Why Paper Still Works

I heard a great program on CBC the other day on which a woman was lamenting while going through the written love letters she had received over her lifetime.  The premise of this program was this - in a technological era, has paper lost its place?

The program made me to realize that I too have kept every valuable paper-based communication I have ever received, but have not kept any of the important, personal on-line communications.  It also caused me to realize that in spite of all of the environmental and cost issues surrounding it, we must always keep a place in our hearts and our business minds for paper.  Here's why:

Paper trails have value.  Whether it's a marketing-communications brief everyone signs off on or an actual work contract, certain documents still need to be paper-based.    Having a signed piece of paper is the only recourse for saying that you mutually agreed upon something.

Paper-based communications make people feel important.  Every year, I contemplate sending out electronic Christmas cards (or not sending them out at all).  But the truth is that a personal written letter is one of the best ways to make people feel valued and important.

Some people only trust paper.  My father, who is incredibly bright and well-read, tells me there is no way he will ever trust social media.  A few other business associates who are senior to me say they will never use Linked In.  Paper-based communications often appeal to more mature audiences.
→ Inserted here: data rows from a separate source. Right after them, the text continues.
use std::rc::Rc;

use gloo_timers::callback::Timeout;
use yew::prelude::*;

use crate::config;

#[derive(Clone, Copy, Debug, PartialEq, Eq)]
pub enum ToastKind {
    Success,
    Error,
}

#[derive(Clone, Debug, PartialEq, Eq)]
pub struct Toast {
    pub id: u32,
    pub kind: ToastKind,
    pub text: String,
}

#[derive(Clone, Debug, Default, PartialEq, Eq)]
pub struct ToastStack {
    pub toasts: Vec<Toast>,
    next_id: u32,
}

pub enum ToastAction {
    Push(ToastKind, String),
    Dismiss(u32),
}

/// Oldest toasts fall off once this many are showing.
const MAX_TOASTS: usize = 3;

impl Reducible for ToastStack {
    type Action = ToastAction;

    fn reduce(self: Rc<Self>, action: Self::Action) -> Rc<Self> {
        let mut next = (*self).clone();
        match action {
            ToastAction::Push(kind, text) => {
                next.toasts.push(Toast {
                    id: next.next_id,
                    kind,
                    text,
                });
                next.next_id = next.next_id.wrapping_add(1);
                if next.toasts.len() > MAX_TOASTS {
                    next.toasts.remove(0);
                }
            }
            ToastAction::Dismiss(id) => {
                next.toasts.retain(|t| t.id != id);
                if next.toasts.len() == self.toasts.len() {
                    return self;
                }
            }
        }
        Rc::new(next)
    }
}

pub type ToastContext = UseReducerHandle<ToastStack>;

pub fn notify(toasts: &ToastContext, kind: ToastKind, text: impl Into<String>) {
    toasts.dispatch(ToastAction::Push(kind, text.into()));
}

#[derive(Properties, PartialEq)]
struct ToastItemProps {
    toast: Toast,
    on_dismiss: Callback<u32>,
}

#[function_component(ToastItem)]
fn toast_item(props: &ToastItemProps) -> Html {
    let id = props.toast.id;

    {
        let on_dismiss = props.on_dismiss.clone();
        use_effect_with_deps(
            move |_| {
                let timeout = Timeout::new(config::TOAST_DURATION_MS, move || on_dismiss.emit(id));
                // Dropping the timeout on unmount cancels it.
                move || drop(timeout)
            },
            id,
        );
    }

    let close = {
        let on_dismiss = props.on_dismiss.clone();
        Callback::from(move |_: MouseEvent| on_dismiss.emit(id))
    };

    let class = match props.toast.kind {
        ToastKind::Success => "toast toast-success",
        ToastKind::Error => "toast toast-error",
    };
    let icon = match props.toast.kind {
        ToastKind::Success => "✓",
        ToastKind::Error => "!",
    };

    html! {
        <div class={class} role="status">
            <span class="toast-icon">{icon}</span>
            <span class="toast-text">{&props.toast.text}</span>
            <button class="toast-close" onclick={close} aria-label="Dismiss">{"✕"}</button>
        </div>
    }
}

#[function_component(Toaster)]
pub fn toaster() -> Html {
    let toasts = use_context::<ToastContext>();
    let Some(toasts) = toasts else {
        return html! {};
    };
    let on_dismiss = {
        let toasts = toasts.clone();
        Callback::from(move |id: u32| toasts.dispatch(ToastAction::Dismiss(id)))
    };

    html! {
        <div class="toaster">
            <style>
                {r#"
                    .toaster {
                        position: fixed;
                        bottom: 1.5rem;
                        right: 1.5rem;
                        display: flex;
                        flex-direction: column;
                        gap: 0.75rem;
                        z-index: 1000;
                        max-width: calc(100vw - 3rem);
                    }
                    .toast {
                        display: flex;
                        align-items: center;
                        gap: 0.75rem;
                        min-width: 280px;
                        padding: 1rem 1.25rem;
                        border-radius: 12px;
                        background: rgba(26, 26, 26, 0.95);
                        color: #fff;
                        box-shadow: 0 8px 24px rgba(0, 0, 0, 0.3);
                        animation: toastIn 0.3s ease-out;
                    }
                    .toast-success { border-left: 4px solid #22c55e; }
                    .toast-error { border-left: 4px solid #ef4444; }
                    .toast-icon { font-weight: bold; }
                    .toast-text { flex: 1; line-height: 1.4; }
                    .toast-close {
                        background: none;
                        border: none;
                        color: #999;
                        cursor: pointer;
                    }
                    @keyframes toastIn {
                        from { transform: translateY(20px); opacity: 0; }
                        to { transform: translateY(0); opacity: 1; }
                    }
                "#}
            </style>
            { for toasts.toasts.iter().map(|toast| html! {
                <ToastItem key={toast.id} toast={toast.clone()} on_dismiss={on_dismiss.clone()} />
            }) }
        </div>
    }
}

#[cfg(test)]
mod tests {
    use super::*;

    fn push(stack: Rc<ToastStack>, text: &str) -> Rc<ToastStack> {
        stack.reduce(ToastAction::Push(ToastKind::Success, text.to_string()))
    }

    #[test]
    fn push_assigns_increasing_ids() {
        let stack = push(push(Rc::new(ToastStack::default()), "a"), "b");
        let ids: Vec<u32> = stack.toasts.iter().map(|t| t.id).collect();
        assert_eq!(ids, vec![0, 1]);
    }

    #[test]
    fn oldest_toast_falls_off() {
        let mut stack = Rc::new(ToastStack::default());
        for text in ["a", "b", "c", "d"] {
            stack = push(stack, text);
        }
        let texts: Vec<&str> = stack.toasts.iter().map(|t| t.text.as_str()).collect();
        assert_eq!(texts, vec!["b", "c", "d"]);
    }

    #[test]
    fn dismiss_removes_only_that_toast() {
        let stack = push(push(Rc::new(ToastStack::default()), "a"), "b");
        let stack = stack.reduce(ToastAction::Dismiss(0));
        assert_eq!(stack.toasts.len(), 1);
        assert_eq!(stack.toasts[0].text, "b");
    }

    #[test]
    fn dismissing_unknown_id_keeps_same_stack() {
        let stack = push(Rc::new(ToastStack::default()), "a");
        let next = stack.clone().reduce(ToastAction::Dismiss(42));
        assert!(Rc::ptr_eq(&stack, &next));
    }
}
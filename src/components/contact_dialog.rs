use wasm_bindgen::closure::Closure;
use wasm_bindgen::JsCast;
use web_sys::KeyboardEvent;
use yew::prelude::*;

use crate::components::contact_form::ContactForm;
use crate::contact::ContactOrigin;
use crate::content;
use crate::state::{NavAction, NavContext};

/// Modal version of the contact form. Closing it unmounts the form, which discards the
/// draft and cancels an in-flight submission. A delivered message closes it through
/// `NavAction::ContactSent`.
#[function_component(ContactDialog)]
pub fn contact_dialog() -> Html {
    let nav = use_context::<NavContext>();
    let open = nav.as_ref().map_or(false, |nav| nav.contact_dialog_open);

    {
        let nav = nav.clone();
        use_effect_with_deps(
            move |open: &bool| {
                let listener = nav.filter(|_| *open).map(|nav| {
                    Closure::wrap(Box::new(move |e: KeyboardEvent| {
                        if e.key() == "Escape" {
                            nav.dispatch(NavAction::CloseContactDialog);
                        }
                    }) as Box<dyn FnMut(KeyboardEvent)>)
                });
                let document = web_sys::window().and_then(|w| w.document());
                if let (Some(document), Some(listener)) = (&document, &listener) {
                    let _ = document
                        .add_event_listener_with_callback("keydown", listener.as_ref().unchecked_ref());
                }
                move || {
                    if let (Some(document), Some(listener)) = (document, listener) {
                        let _ = document.remove_event_listener_with_callback(
                            "keydown",
                            listener.as_ref().unchecked_ref(),
                        );
                    }
                }
            },
            open,
        );
    }

    let Some(nav) = nav.filter(|_| open) else {
        return html! {};
    };
    let copy = content::copy(nav.language);

    let close = {
        let nav = nav.clone();
        Callback::from(move |_: MouseEvent| nav.dispatch(NavAction::CloseContactDialog))
    };
    let stop = Callback::from(|e: MouseEvent| e.stop_propagation());

    html! {
        <div class="dialog-overlay" onclick={close.clone()}>
            <div class="dialog" role="dialog" aria-modal="true" onclick={stop}>
                <button class="dialog-close" onclick={close} aria-label="Close">{"✕"}</button>
                <div class="dialog-header">
                    <h2>
                        {copy.dialog_title_lead}{" "}
                        <span class="gradient-text">{copy.dialog_title_highlight}</span>
                    </h2>
                    <p>{copy.contact_subtitle}</p>
                </div>
                <ContactForm origin={ContactOrigin::Dialog} />
            </div>
        </div>
    }
}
This is important to remember since Canadians are living and working longer than they ever have.

Sometimes paper is the only thing that works.  Even today, it happens that you have your entire presentation on your laptop or tablet, and it won't function properly right when you're ready to make your pitch.  A paper-based marketing piece in your hand accompanied by a one-on-one presentation is often the most reliable way to make a sale.

Do you still value paper above all else?  If so, tell me why.